Wait. If you have the date of the diagnosis, and you have the relative date of the drug then the drug_exposure_start_date=condition_start_date - relative drug date. No?
If you do not need to do seasonal studies (e.g. real month and year) just shift each birthdate by a random number ± 10 years or so. Recompute the dates of all the other events according to that. The dates are meaningless now but the sequence of events is preserved. You will have cases where the medication will appear before they hit the market but that it is ok I believe. This will also misrepresent the number of people in a given period of time. However, both of those issues are exactly the same as using the “relative dates” you mentioned.

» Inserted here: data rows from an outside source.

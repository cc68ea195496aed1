//! Expression parsing. LOLCODE has no operator precedence to climb: every
//! operator is a prefix keyword that fixes its own arity (see
//! [`common::ast::OpKind`]), so one token of lookahead always determines
//! which production to take.

use common::ast::{CastExpr, Const, Expr, ExprList, FuncCallExpr, Ident, OpExpr, OpKind};
use common::error::{ParseError, ParseErrorKind};
use lexer::{LiteralValue, TokenKind};

use crate::cursor::Cursor;
use crate::ty;

pub fn parse_expr(cur: &mut Cursor) -> Result<Expr, ParseError> {
    match cur.peek_kind() {
        TokenKind::Boolean | TokenKind::Integer | TokenKind::Float | TokenKind::StringLit => {
            Ok(Expr::Constant(parse_constant(cur)))
        }
        TokenKind::Noob => {
            cur.advance();
            Ok(Expr::Constant(Const::Nil))
        }
        TokenKind::It => {
            cur.advance();
            Ok(Expr::ImplicitVar)
        }
        TokenKind::Identifier => {
            let name = parse_ident(cur);
            if cur.at(TokenKind::Iz) {
                finish_func_call(cur, name)
            } else {
                Ok(Expr::Identifier(name))
            }
        }
        TokenKind::Maek => parse_cast(cur),
        TokenKind::Not => {
            cur.advance();
            let arg = parse_expr(cur)?;
            Ok(Expr::Op(OpExpr {
                op: OpKind::Not,
                args: vec![arg],
            }))
        }
        TokenKind::SumOf => parse_binary_op(cur, OpKind::Add),
        TokenKind::DiffOf => parse_binary_op(cur, OpKind::Sub),
        TokenKind::ProduktOf => parse_binary_op(cur, OpKind::Mult),
        TokenKind::QuoshuntOf => parse_binary_op(cur, OpKind::Div),
        TokenKind::ModOf => parse_binary_op(cur, OpKind::Mod),
        TokenKind::BiggrOf => parse_binary_op(cur, OpKind::Max),
        TokenKind::SmallrOf => parse_binary_op(cur, OpKind::Min),
        TokenKind::BothOf => parse_binary_op(cur, OpKind::And),
        TokenKind::EitherOf => parse_binary_op(cur, OpKind::Or),
        TokenKind::WonOf => parse_binary_op(cur, OpKind::Xor),
        TokenKind::BothSaem => parse_binary_op(cur, OpKind::Eq),
        TokenKind::Diffrint => parse_binary_op(cur, OpKind::Neq),
        TokenKind::AllOf => parse_nary_op(cur, OpKind::And),
        TokenKind::AnyOf => parse_nary_op(cur, OpKind::Or),
        TokenKind::Smoosh => parse_nary_op(cur, OpKind::Cat),
        _ => Err(cur.error_here(ParseErrorKind::UnknownLead {
            context: "an expression",
            found: cur.peek().to_string(),
        })),
    }
}

fn parse_constant(cur: &mut Cursor) -> Const {
    let tok = cur.advance();
    match tok.kind {
        TokenKind::Boolean => match tok.value {
            Some(LiteralValue::Boolean(b)) => Const::Boolean(b),
            _ => unreachable!("Boolean token without a Boolean value"),
        },
        TokenKind::Integer => match tok.value {
            Some(LiteralValue::Integer(v)) => Const::Integer(v),
            _ => unreachable!("Integer token without an Integer value"),
        },
        TokenKind::Float => match tok.value {
            Some(LiteralValue::Float(v)) => Const::Float(v),
            _ => unreachable!("Float token without a Float value"),
        },
        TokenKind::StringLit => Const::String(tok.image),
        other => unreachable!("parse_constant called on {other:?}"),
    }
}

pub fn parse_ident(cur: &mut Cursor) -> Ident {
    let tok = cur.advance();
    Ident::new(tok.image, tok.fname, tok.line)
}

/// `<lead> <expr> AN? <expr>`. The connective `AN` is cosmetic — accepted if
/// present, never required — so `SUM OF 1 AN 2` and the (equally legal)
/// `SUM OF 1 2` parse identically.
fn parse_binary_op(cur: &mut Cursor, op: OpKind) -> Result<Expr, ParseError> {
    cur.advance();
    let lhs = parse_expr(cur)?;
    cur.accept(TokenKind::An);
    let rhs = parse_expr(cur)?;
    Ok(Expr::Op(OpExpr {
        op,
        args: vec![lhs, rhs],
    }))
}

/// `<lead> <expr> (AN? <expr>)* MKAY`, for the operators whose source
/// spelling (`ALL OF`, `ANY OF`, `SMOOSH`) allows an arbitrary number of
/// operands. Unlike the binary forms, `MKAY` here is the list terminator,
/// not optional punctuation — it's the only thing that tells the parser
/// there isn't one more operand coming.
fn parse_nary_op(cur: &mut Cursor, op: OpKind) -> Result<Expr, ParseError> {
    cur.advance();
    let mut args: ExprList = vec![parse_expr(cur)?];
    while !cur.at(TokenKind::Mkay) {
        cur.accept(TokenKind::An);
        args.push(parse_expr(cur)?);
    }
    cur.expect(TokenKind::Mkay)?;
    Ok(Expr::Op(OpExpr { op, args }))
}

fn parse_cast(cur: &mut Cursor) -> Result<Expr, ParseError> {
    cur.expect(TokenKind::Maek)?;
    let target = parse_expr(cur)?;
    cur.expect(TokenKind::A)?;
    let new_type = ty::parse_type(cur)?;
    Ok(Expr::Cast(Box::new(CastExpr { target, new_type })))
}

/// `<scope> IZ <name> [YR <expr> (AN YR <expr>)*] MKAY`. `scope` has
/// already been consumed by the caller, which is the only way to tell a
/// function call apart from a bare identifier reference with one token of
/// lookahead.
pub(crate) fn finish_func_call(cur: &mut Cursor, scope: Ident) -> Result<Expr, ParseError> {
    cur.expect(TokenKind::Iz)?;
    let name = parse_ident(cur);
    let mut args = ExprList::new();
    if cur.accept(TokenKind::Yr).is_some() {
        args.push(parse_expr(cur)?);
        while cur.accept(TokenKind::AnYr).is_some() {
            args.push(parse_expr(cur)?);
        }
    }
    cur.expect(TokenKind::Mkay)?;
    Ok(Expr::FuncCall(Box::new(FuncCallExpr { scope, name, args })))
}
//! Line-based scanning: comment stripping, word splitting, and folding words
//! into tokens.

use std::rc::Rc;

use crate::error::{LexError, LexErrorKind};
use crate::keyword;
use crate::token::{LiteralValue, Token, TokenKind};

/// Scans a whole source file into a token stream terminated by `Eof`.
pub fn tokenize(source: &str, fname: Rc<str>) -> Result<Vec<Token>, LexError> {
    let mut tokens = Vec::new();
    let mut in_block_comment = false;
    let mut last_line = 0u32;

    for (idx, raw_line) in source.lines().enumerate() {
        let line_no = (idx + 1) as u32;
        last_line = line_no;
        let mut line = raw_line;

        if in_block_comment {
            match find_word(line, "TLDR") {
                Some(_) => {
                    in_block_comment = false;
                    line = skip_word(line, "TLDR");
                }
                None => continue,
            }
        }

        if let Some(start) = find_word(line, "OBTW") {
            let (before, rest) = line.split_at(start);
            let after_obtw = skip_word(rest, "OBTW");
            tokenize_line(before, &fname, line_no, &mut tokens)?;
            match find_word(after_obtw, "TLDR") {
                Some(_) => {
                    tokenize_line(skip_word(after_obtw, "TLDR"), &fname, line_no, &mut tokens)?
                }
                None => {
                    in_block_comment = true;
                    tokens.push(Token::new(TokenKind::Newline, "", fname.clone(), line_no));
                    continue;
                }
            }
        } else {
            let code = match find_word(line, "BTW") {
                Some(start) => &line[..start],
                None => line,
            };
            tokenize_line(code, &fname, line_no, &mut tokens)?;
        }

        tokens.push(Token::new(TokenKind::Newline, "", fname.clone(), line_no));
    }

    if in_block_comment {
        return Err(LexError {
            kind: LexErrorKind::UnterminatedComment,
            fname,
            line: last_line,
        });
    }

    tokens.push(Token::new(TokenKind::Eof, "", fname, last_line + 1));
    Ok(tokens)
}

/// Finds `word` in `line` at a word boundary (not as a substring of a larger
/// identifier), returning the byte offset it starts at.
fn find_word(line: &str, word: &str) -> Option<usize> {
    for part in split_raw_words(line) {
        let part_start = part.as_ptr() as usize - line.as_ptr() as usize;
        if part == word {
            return Some(part_start);
        }
    }
    None
}

fn skip_word<'a>(line: &'a str, word: &str) -> &'a str {
    match line.find(word) {
        Some(pos) => &line[pos + word.len()..],
        None => line,
    }
}

/// Splits a line into raw whitespace-delimited chunks, without merging
/// quoted strings. Used only for locating comment-marker words.
fn split_raw_words(line: &str) -> impl Iterator<Item = &str> {
    line.split_whitespace()
}

/// Tokenizes one already-comment-stripped line, folding words into keyword
/// phrases, literals, and identifiers.
fn tokenize_line(
    line: &str,
    fname: &Rc<str>,
    line_no: u32,
    out: &mut Vec<Token>,
) -> Result<(), LexError> {
    let words = split_words(line, fname, line_no)?;
    let refs: Vec<&str> = words.iter().map(String::as_str).collect();

    let mut i = 0;
    while i < refs.len() {
        if let Some((kind, len)) = keyword::fold_phrase(&refs, i) {
            let image = refs[i..i + len].join(" ");
            out.push(Token::new(kind, image, fname.clone(), line_no));
            i += len;
            continue;
        }

        let word = refs[i];
        out.push(classify_word(word, fname, line_no)?);
        i += 1;
    }

    Ok(())
}

/// Splits a line into words, keeping `"`-delimited string literals (with
/// LOLCODE's `:` escapes) intact as a single word.
fn split_words(line: &str, fname: &Rc<str>, line_no: u32) -> Result<Vec<String>, LexError> {
    let mut words = Vec::new();
    let chars: Vec<char> = line.chars().collect();
    let mut i = 0;

    while i < chars.len() {
        if chars[i].is_whitespace() {
            i += 1;
            continue;
        }

        if chars[i] == ',' {
            i += 1;
            continue;
        }

        if chars[i] == '"' {
            let mut lexeme = String::from("\"");
            i += 1;
            loop {
                if i >= chars.len() {
                    return Err(LexError {
                        kind: LexErrorKind::UnterminatedString,
                        fname: fname.clone(),
                        line: line_no,
                    });
                }
                match chars[i] {
                    '"' => {
                        lexeme.push('"');
                        i += 1;
                        break;
                    }
                    ':' => {
                        if i + 1 >= chars.len() {
                            return Err(LexError {
                                kind: LexErrorKind::UnterminatedString,
                                fname: fname.clone(),
                                line: line_no,
                            });
                        }
                        lexeme.push(':');
                        lexeme.push(chars[i + 1]);
                        i += 2;
                    }
                    c => {
                        lexeme.push(c);
                        i += 1;
                    }
                }
            }
            words.push(lexeme);
            continue;
        }

        let start = i;
        while i < chars.len() && !chars[i].is_whitespace() && chars[i] != ',' {
            i += 1;
        }
        words.push(chars[start..i].iter().collect());
    }

    Ok(words)
}

/// Unescapes a string literal's body (without its surrounding quotes),
/// turning LOLCODE's `:` escapes into the characters they denote.
fn unescape(body: &str, fname: &Rc<str>, line_no: u32) -> Result<String, LexError> {
    let mut out = String::new();
    let mut chars = body.chars();
    while let Some(c) = chars.next() {
        if c != ':' {
            out.push(c);
            continue;
        }
        match chars.next() {
            Some(')') => out.push('\n'),
            Some('>') => out.push('\t'),
            Some('o') => out.push('\u{7}'),
            Some('"') => out.push('"'),
            Some(':') => out.push(':'),
            Some(other) => {
                return Err(LexError {
                    kind: LexErrorKind::BadEscape(other),
                    fname: fname.clone(),
                    line: line_no,
                })
            }
            None => {
                return Err(LexError {
                    kind: LexErrorKind::BadEscape(':'),
                    fname: fname.clone(),
                    line: line_no,
                })
            }
        }
    }
    Ok(out)
}

/// Classifies one already-split word: keyword, boolean, numeric literal,
/// string literal, or identifier.
fn classify_word(word: &str, fname: &Rc<str>, line_no: u32) -> Result<Token, LexError> {
    if let Some(kind) = keyword::lookup_word(word) {
        return Ok(Token::new(kind, word, fname.clone(), line_no));
    }

    if word == "WIN" || word == "FAIL" {
        return Ok(
            Token::new(TokenKind::Boolean, word, fname.clone(), line_no)
                .with_value(LiteralValue::Boolean(word == "WIN")),
        );
    }

    if word.starts_with('"') && word.ends_with('"') && word.len() >= 2 {
        let body = unescape(&word[1..word.len() - 1], fname, line_no)?;
        return Ok(Token::new(TokenKind::StringLit, body, fname.clone(), line_no));
    }

    if looks_numeric(word) {
        return classify_number(word, fname, line_no);
    }

    Ok(Token::new(TokenKind::Identifier, word, fname.clone(), line_no))
}

fn looks_numeric(word: &str) -> bool {
    let body = word.strip_prefix('-').unwrap_or(word);
    !body.is_empty() && body.chars().next().unwrap().is_ascii_digit()
}

fn classify_number(word: &str, fname: &Rc<str>, line_no: u32) -> Result<Token, LexError> {
    if word.contains('.') {
        match word.parse::<f64>() {
            Ok(v) => Ok(
                Token::new(TokenKind::Float, word, fname.clone(), line_no)
                    .with_value(LiteralValue::Float(v)),
            ),
            Err(_) => Err(LexError {
                kind: LexErrorKind::MalformedNumber(word.to_string()),
                fname: fname.clone(),
                line: line_no,
            }),
        }
    } else {
        match word.parse::<i64>() {
            Ok(v) => Ok(
                Token::new(TokenKind::Integer, word, fname.clone(), line_no)
                    .with_value(LiteralValue::Integer(v)),
            ),
            Err(_) => Err(LexError {
                kind: LexErrorKind::MalformedNumber(word.to_string()),
                fname: fname.clone(),
                line: line_no,
            }),
        }
    }
}
use std::fmt;
use std::rc::Rc;

/// Every token kind the parser dispatches on. LOLCODE's keywords are
/// frequently multi-word (`IS NOW A`, `IM OUTTA YR`); the lexer folds those
/// word sequences into a single kind here so the parser never has to look
/// more than one token ahead.
#[derive(Debug, Clone, Copy, PartialEq, Eq)]
pub enum TokenKind {
    /// End of the token stream.
    Eof,
    /// A logical line break.
    Newline,

    // ----- Program delimiters -----
    Hai,
    KThxBye,

    // ----- I/O -----
    Visible,
    Bang,
    Gimmeh,

    // ----- Assignment / cast / declaration -----
    R,
    /// `IS NOW A`.
    IsNowA,
    /// `HAS A`.
    HasA,
    Itz,
    /// `A`, used both in `ITZ A <type>` and `MAEK <expr> A <type>`.
    A,

    // ----- Conditionals -----
    /// `O RLY?`.
    ORly,
    /// `YA RLY`.
    YaRly,
    Mebbe,
    /// `NO WAI`.
    NoWai,
    Oic,

    // ----- Switch -----
    /// `WTF?`.
    Wtf,
    Omg,
    /// `OMG WTF`.
    OmgWtf,

    // ----- Control flow -----
    Gtfo,
    /// `FOUND YR`.
    FoundYr,

    // ----- Loops -----
    /// `IM IN YR`.
    ImInYr,
    /// `IM OUTTA YR`.
    ImOuttaYr,
    Uppin,
    Nerfin,
    Yr,
    /// `AN YR`.
    AnYr,
    Til,
    Wile,

    // ----- Functions -----
    /// `HOW IZ`.
    HowIz,
    /// `IF U SAY SO`.
    IfUSaySo,
    Iz,
    Mkay,

    // ----- Casts -----
    Maek,

    // ----- Operators -----
    An,
    AllOf,
    AnyOf,
    Smoosh,
    Not,
    SumOf,
    DiffOf,
    ProduktOf,
    QuoshuntOf,
    ModOf,
    BiggrOf,
    SmallrOf,
    BothOf,
    EitherOf,
    WonOf,
    BothSaem,
    Diffrint,

    // ----- Implicit variable -----
    It,

    // ----- Types -----
    Noob,
    Troof,
    Numbr,
    Numbar,
    Yarn,

    // ----- Literals and names -----
    Boolean,
    Integer,
    Float,
    StringLit,
    Identifier,
}

impl fmt::Display for TokenKind {
    fn fmt(&self, f: &mut fmt::Formatter<'_>) -> fmt::Result {
        write!(f, "{:?}", self)
    }
}

/// The pre-parsed payload of a numeric or boolean literal token.
#[derive(Debug, Clone, Copy, PartialEq)]
pub enum LiteralValue {
    Integer(i64),
    Float(f64),
    Boolean(bool),
}

/// One lexical token. `image` carries the lexeme text for identifiers and
/// string literals (and, for everything else, the raw spelling — useful in
/// diagnostics); `value` carries the parsed payload of a literal.
///
/// `fname` is an `Rc<str>` shared by every token produced from the same
/// source, rather than a borrowed reference: that lets `Ident` nodes in the
/// AST clone it cheaply without a lifetime tying the tree to the token
/// stream that produced it.
#[derive(Debug, Clone, PartialEq)]
pub struct Token {
    pub kind: TokenKind,
    pub image: String,
    pub value: Option<LiteralValue>,
    pub fname: Rc<str>,
    pub line: u32,
}

impl Token {
    pub fn new(kind: TokenKind, image: impl Into<String>, fname: Rc<str>, line: u32) -> Self {
        Token {
            kind,
            image: image.into(),
            value: None,
            fname,
            line,
        }
    }

    pub fn with_value(mut self, value: LiteralValue) -> Self {
        self.value = Some(value);
        self
    }
}

impl fmt::Display for Token {
    fn fmt(&self, f: &mut fmt::Formatter<'_>) -> fmt::Result {
        if self.image.is_empty() {
            write!(f, "{}", self.kind)
        } else {
            write!(f, "{} ({:?})", self.kind, self.image)
        }
    }
}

That is similar to the approach that is described in this forum for people over 89 but without truncation.
The question is: Do you support relative dates. (as SDTM does)
The official OMOP answer is: No. We don’t.
But we should have guidance (from Trial or registry WG ) on that. Such guidance does not exist at the moment. If I were to write it - I would say:
OMOP has no direct support for relative dates. Relative dates must be converted into dummy dates. Use index of 1 (not zero). Shift dates into de-identified context. E.g., Jan 1 2100 (or Jan 1 3000.)
Drug on day -2 will be on Dec 30 2099.
notes: dec30 -2 day dec31 -1 day Jan 1 day 1 of informed consent (AVOID DAY ZERO!!!)
Actually, the conventions created by the CT working group does contain a short section on relative dates. This basically echoes what you say here; OMOP needs an absolute date which needs to be derived/approximated from other variables.